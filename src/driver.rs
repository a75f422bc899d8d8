//! The stateful connector-join loop that grows a root map from a tileset.

use glam::DVec3;
use rand::rngs::StdRng;
use rand::seq::SliceRandom;
use rand::Rng;

use map::Map;

use crate::collision::{maps_intersect, within_world_boundary};
use crate::config::GeneratorConfig;
use crate::connector::{connectors, ConnectorRef};
use crate::counters::backfill_counters;
use crate::error::GenError;
use crate::scoping::scope_names;
use crate::tileset::{fallback_tile, Tile, TileSet};
use crate::transform::{rotate_map, translate_map};
use crate::variants::apply_variants;

/// One entry of the placed-tile log the driver hands back to its caller.
#[derive(Debug, Clone)]
pub struct PlacedTile {
    pub basename: String,
    pub tile_index: u32,
}

/// Result of a single run of the assembly driver.
#[derive(Debug, Clone)]
pub struct AssemblyResult {
    pub map: Map,
    pub success: bool,
    pub placed: Vec<PlacedTile>,
}

/// Grows `base` (the seed "empty" map, already parsed) by repeatedly joining
/// tiles from `tileset` onto its open connectors, until no open connectors
/// remain or a connector cannot be satisfied within the configured attempt
/// budget.
pub fn assemble(
    base: Map,
    tileset: &TileSet,
    config: &GeneratorConfig,
    rng: &mut StdRng,
) -> Result<AssemblyResult, GenError> {
    let mut root = base;
    let mut placed = Vec::new();

    if tileset.start.is_empty() {
        return GenError::EmptyPool("start".to_string()).to_result();
    }
    let start = tileset.start.choose(rng).expect("checked non-empty above");
    let mut start_tile = start.map.clone();
    scope_names(&mut start_tile, 0);
    root.merge(start_tile);
    placed.push(PlacedTile {
        basename: start.basename.clone(),
        tile_index: 0,
    });

    let mut counter: u32 = 1;
    let mut success = true;

    while !connectors(&root, None).is_empty() {
        let open = connectors(&root, None);
        let a = open.choose(rng).expect("non-empty checked above").clone();

        match try_place(&root, &a, tileset, config, counter, rng)? {
            Some((scratch, basename)) => {
                remove_connector(&mut root, a.index);
                counter += 1;
                root.merge(scratch);
                placed.push(PlacedTile {
                    basename,
                    tile_index: counter,
                });
                sweep_duplicate_connectors(&mut root);
            }
            None => {
                success = false;
                break;
            }
        }
    }

    backfill_counters(&mut root);

    Ok(AssemblyResult {
        map: root,
        success,
        placed,
    })
}

/// Tries up to `config.attempts_per_connector` candidate tiles against the
/// open connector `a`. Returns the accepted, already-transformed scratch map
/// (with its own matching connector removed and variants/names applied)
/// together with its source basename, or `None` if every attempt failed.
fn try_place(
    root: &Map,
    a: &ConnectorRef,
    tileset: &TileSet,
    config: &GeneratorConfig,
    tile_index: u32,
    rng: &mut StdRng,
) -> Result<Option<(Map, String)>, GenError> {
    for attempt in 0..config.attempts_per_connector {
        let candidate = draw_candidate(tileset, config, &a.name, tile_index, attempt, rng)?;
        let Some(candidate) = candidate else {
            continue;
        };

        let mut scratch = candidate.map.clone();
        let matching = connectors(&scratch, Some(&a.name));
        if matching.is_empty() {
            continue;
        }
        let b = matching.choose(rng).expect("non-empty checked above").clone();

        let r = (180.0 - (a.yaw - b.yaw)).rem_euclid(360.0);
        rotate_map(&mut scratch, r)?;

        let b_rotated = connectors(&scratch, Some(&a.name))
            .into_iter()
            .find(|c| c.index == b.index)
            .expect("connector survives rotation");
        let delta = a.centroid - b_rotated.centroid;
        translate_map(&mut scratch, delta);

        if maps_intersect(root, &scratch) {
            continue;
        }
        if !within_world_boundary(&scratch, config.boundary_limit) {
            continue;
        }

        remove_connector(&mut scratch, b.index);

        scope_names(&mut scratch, tile_index);
        let snapshot = rng.clone();
        apply_variants(&mut scratch, rng);
        *rng = snapshot;

        return Ok(Some((scratch, candidate.basename.clone())));
    }

    Ok(None)
}

fn draw_candidate(
    tileset: &TileSet,
    config: &GeneratorConfig,
    connector_type: &str,
    tile_index: u32,
    attempt: u32,
    rng: &mut StdRng,
) -> Result<Option<Tile>, GenError> {
    if let Some(path) = config.fallback_for(connector_type, attempt) {
        return Ok(Some(fallback_tile(path)?));
    }

    let pool = if tile_index < config.tile_limit {
        &tileset.ordinary
    } else {
        &tileset.cap
    };

    if pool.is_empty() {
        return Ok(None);
    }

    Ok(pool.choose(rng).cloned())
}

fn remove_connector(map: &mut Map, index: usize) {
    map.entities.remove(index);
}

/// Removes pairs of connector entities that share a centroid and face
/// exactly opposite directions (yaws differing by 180 mod 360): back-to-back
/// mates welded shut by adjacent placements.
fn sweep_duplicate_connectors(map: &mut Map) {
    loop {
        let refs = connectors(map, None);
        let mut to_remove: Option<(usize, usize)> = None;

        'outer: for i in 0..refs.len() {
            for j in (i + 1)..refs.len() {
                let same_spot = (refs[i].centroid - refs[j].centroid).length() < 1e-6;
                let opposite = (refs[i].yaw - refs[j].yaw).rem_euclid(360.0) == 180.0;
                if same_spot && opposite {
                    to_remove = Some((refs[i].index, refs[j].index));
                    break 'outer;
                }
            }
        }

        let Some((a, b)) = to_remove else { break };
        let (hi, lo) = if a > b { (a, b) } else { (b, a) };
        map.entities.remove(hi);
        map.entities.remove(lo);
    }
}

/// Draws a uniformly random seed in the source tooling's 9-digit range.
pub fn random_seed(rng: &mut impl Rng) -> u64 {
    rng.gen_range(100_000_000..1_000_000_000)
}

══════

PROBLEM REQUIREMENTS » Among the lines above, find each one containing the string "basename" and copy it.

RESPONSE BELOW »
    pub basename: String,
        basename: start.basename.clone(),
            Some((scratch, basename)) => {
                    basename,
/// together with its source basename, or `None` if every attempt failed.
        return Ok(Some((scratch, candidate.basename.clone())));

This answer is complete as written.